- **Assignment**
Give back every line of the material exactly, as it appears below.

- **Provided data**
++++++
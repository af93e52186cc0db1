//! Options and method selection for solve_ivp

use bon::Builder;

use crate::{
    Float,
    core::{solout::SolOut, tolerance::Tolerance},
    events::{EventConfig, EventHandler},
};

use i_v_p_options_builder::{IsUnset, SetSaveStepEndpoints, SetTEval, State};

/// Solver method selection.
#[derive(Clone, Copy, Debug, PartialEq, Eq)]
pub enum Method {
    /// Dormand–Prince 5(4) adaptive RK
    DOPRI5,
    /// Dormand–Prince 8(5,3) high-order adaptive RK
    DOP853,
    /// Classic fixed-step RK4
    RK4,
    /// Adams-Bashforth with the given number of steps (1..=8)
    AdamsBashforth(usize),
    /// Adams-Moulton with the given number of steps (1..=8)
    AdamsMoulton(usize),
}

#[derive(Builder)]
/// Options for solve_ivp similar to SciPy
pub struct IVPOptions<'a> {
    /// Method to use. Default: DOPRI5 (Dormand–Prince 5(4)).
    #[builder(default = Method::DOPRI5)]
    pub method: Method,
    /// Relative tolerance for error estimation.
    #[builder(default = Tolerance::Scalar(1e-6), into)]
    pub rtol: Tolerance,
    /// Absolute tolerance for error estimation.
    #[builder(default = Tolerance::Scalar(1e-6), into)]
    pub atol: Tolerance,
    /// Budget of model evaluations.
    pub max_evaluations: Option<usize>,
    /// Points where the solution is requested, ordered in integration
    /// direction. Sampling uses dense output and replaces step endpoint
    /// recording ([`save_step_endpoints`](Self::save_step_endpoints) is set
    /// to false and cannot be combined with it).
    #[builder(setters(vis = "", name = t_eval_internal))]
    pub t_eval: Option<Vec<Float>>,
    /// Optional user callback invoked after each accepted step, after the
    /// internal sampling.
    pub solout: Option<&'a mut dyn SolOut>,
    /// Events watched during integration, in declaration order.
    #[builder(default)]
    pub events: Vec<(&'a mut dyn EventHandler, EventConfig)>,
    /// Initial step suggestion (maps to `settings.h0`); the fixed step for RK4.
    pub first_step: Option<Float>,
    /// Maximum step size (maps to `settings.max_step`).
    pub max_step: Option<Float>,
    /// Minimum step size constraint (maps to `settings.min_step`).
    pub min_step: Option<Float>,
    /// Save step endpoints (initial point and each accepted step). Default: true.
    #[builder(default = true)]
    pub save_step_endpoints: bool,
    /// Keep the continuous output of the whole run, see
    /// [`IVPSolution::sol`](super::IVPSolution::sol). Default: false.
    #[builder(default = false)]
    pub dense_output: bool,
}

impl<'a, STATE: State> IVPOptionsBuilder<'a, STATE> {
    pub fn t_eval(self, t_eval: Vec<Float>) -> IVPOptionsBuilder<'a, SetTEval<SetSaveStepEndpoints<STATE>>>
    where
        STATE::TEval: IsUnset,
        STATE::SaveStepEndpoints: IsUnset,
    {
        self.save_step_endpoints(false).t_eval_internal(t_eval)
    }
}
++++++
- **Solution to this problem**
repository af93e52186cc0db1
//! Options and method selection for solve_ivp

use bon::Builder;

use crate::{
    Float,
    core::{solout::SolOut, tolerance::Tolerance},
    events::{EventConfig, EventHandler},
};

use i_v_p_options_builder::{IsUnset, SetSaveStepEndpoints, SetTEval, State};

/// Solver method selection.
#[derive(Clone, Copy, Debug, PartialEq, Eq)]
pub enum Method {
    /// Dormand–Prince 5(4) adaptive RK
    DOPRI5,
    /// Dormand–Prince 8(5,3) high-order adaptive RK
    DOP853,
    /// Classic fixed-step RK4
    RK4,
    /// Adams-Bashforth with the given number of steps (1..=8)
    AdamsBashforth(usize),
    /// Adams-Moulton with the given number of steps (1..=8)
    AdamsMoulton(usize),
}

#[derive(Builder)]
/// Options for solve_ivp similar to SciPy
pub struct IVPOptions<'a> {
    /// Method to use. Default: DOPRI5 (Dormand–Prince 5(4)).
    #[builder(default = Method::DOPRI5)]
    pub method: Method,
    /// Relative tolerance for error estimation.
    #[builder(default = Tolerance::Scalar(1e-6), into)]
    pub rtol: Tolerance,
    /// Absolute tolerance for error estimation.
    #[builder(default = Tolerance::Scalar(1e-6), into)]
    pub atol: Tolerance,
    /// Budget of model evaluations.
    pub max_evaluations: Option<usize>,
    /// Points where the solution is requested, ordered in integration
    /// direction. Sampling uses dense output and replaces step endpoint
    /// recording ([`save_step_endpoints`](Self::save_step_endpoints) is set
    /// to false and cannot be combined with it).
    #[builder(setters(vis = "", name = t_eval_internal))]
    pub t_eval: Option<Vec<Float>>,
    /// Optional user callback invoked after each accepted step, after the
    /// internal sampling.
    pub solout: Option<&'a mut dyn SolOut>,
    /// Events watched during integration, in declaration order.
    #[builder(default)]
    pub events: Vec<(&'a mut dyn EventHandler, EventConfig)>,
    /// Initial step suggestion (maps to `settings.h0`); the fixed step for RK4.
    pub first_step: Option<Float>,
    /// Maximum step size (maps to `settings.max_step`).
    pub max_step: Option<Float>,
    /// Minimum step size constraint (maps to `settings.min_step`).
    pub min_step: Option<Float>,
    /// Save step endpoints (initial point and each accepted step). Default: true.
    #[builder(default = true)]
    pub save_step_endpoints: bool,
    /// Keep the continuous output of the whole run, see
    /// [`IVPSolution::sol`](super::IVPSolution::sol). Default: false.
    #[builder(default = false)]
    pub dense_output: bool,
}

impl<'a, STATE: State> IVPOptionsBuilder<'a, STATE> {
    pub fn t_eval(self, t_eval: Vec<Float>) -> IVPOptionsBuilder<'a, SetTEval<SetSaveStepEndpoints<STATE>>>
    where
        STATE::TEval: IsUnset,
        STATE::SaveStepEndpoints: IsUnset,
    {
        self.save_step_endpoints(false).t_eval_internal(t_eval)
    }
}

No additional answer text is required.